Benoît Duteurtre, Les pieds dans l’eau, Jean-Claude Perrier, Livres Hebdo, 13 juin 2008

Rêveuse bourgeoisie
Comment peut-on être l’arrière-petit-fils du président Coty ?

 

Le président René Coty, hôte de l’Élisée de 1953 à 1958, ne restera dans notre histoire nationale que pour avoir rappelé au pouvoir le général de Gaulle, traitement qu’il ressentit comme une injustice et dont il se plaignit à longueur de pages dans ses carnets. D’aucuns le confondent même avec le parfumeur ! Il serait aujourd’hui bien oublié, sans Jean Du jardin alias OSS 117 dans Le Caire nid d’ espions, qui le considère comme «un grand homme» et distribue sa photo à tous les autochtones égyptiens en guise de bakchich. Et surtout sans son arrière-petit-fils, l’écrivain Benoît Duteurtre, descendant d’une des nombreuses filles du dernier président de la IVe République.

Duteurtre, toujours Les pieds dans l’eau à Étretat, comme quand il était petit, raconte, avec bonne humeur, tendresse, et une irrésistible drôlerie, la saga de sa famille, à la fois très bourgeoise et totalement décalée. Benoît est né en 1960, il a donc peu connu son ancêtre, mort en 1962. Mais il en a beaucoup entendu parler.

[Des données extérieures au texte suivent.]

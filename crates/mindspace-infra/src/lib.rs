//! Infrastructure layer for MindSpace.
//!
//! Contains implementations of the port traits defined in `mindspace-core`:
//! Google OAuth2 identity provider, Firebase Realtime Database profile store,
//! HTTP completion client and file-backed session storage, plus the
//! configuration loader.

pub mod completion;
pub mod config;
pub mod filesystem;
pub mod firebase;
pub mod google;

#[cfg(test)]
mod test_support;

Il appartient, lui, à la branche havraise de la famille, la moins chic, catho et sociale (comme son grand – père Albert Charles, député gaulliste de « la plus grande ville communiste de France»), et même socialiste et féministe, comme sa mère. Et non à la branche parisienne, plus fortunée, celle qui maintint longtemps le train de vie et la réputation présidentiels à La Ramée, la villa que René Coty avait acquise et largement agrandie à Étretat. Là, dans la petite station balnéaire de la Côte normande immortalisée, entre autres, par son aiguille creuse si chère à Maurice Leblanc et Arsène Lupin, les filles de l’ancien président et leur nombreuse descendance tenaient le haut du galet. Elles se battaient aussi, l’une d’ entre elles surtout , pour la réhabilitation politique du «grand homme» .

Benoît, lui, n’était à son aise nulle part. Cousin fauché qui n’osait pas trop fréquenter La Ramée. Mais aussi jeune bourgeois bien différent de ses copains, fils de prolos vivant dans les premiers HLM. Un Lequesnoy fasciné par les Groseille. Adolescent dans les années 1970, il passera des cantiques de la manécanterie aux Doors, cheveux longs et idées farfelues, et tentera d’oublier dans les brumes du haschich son encombrante famille et son ancêtre, ce «grand-père Coty» devenu «grand Picothère». Cet âge est sans pitié. Mais il est vrai que l’Étretat de Duteurtre a un côté Jurassic Park, d’autant que le narrateur, écrivain en devenir, se plaisait, afin de ressusciter une époque enfuie qui le fascine, à fréquenter les plus âgés des Étretatais, véritables mines de souvenirs.

Las d’être coincé entre les fossiles et les marteaux, le jeune Benoît finira par s’ affranchir, monter à Paris, et devenir écrivain. Cela ne l’ empêche pas, apparemment, de retourner se tordre les pieds sur les galets, se geler les orteils et le reste dans la Manche, et de regretter le bon vieux temps des cabines, des périssoires et des cornets glacés. On a les madeleines qu’on peut, et Cabourg n’est pas si loin. Mais c’est encore un autre monde. Celui ressuscité par un Benoît Duteurtre à son meilleur est un pur bonheur de lecture.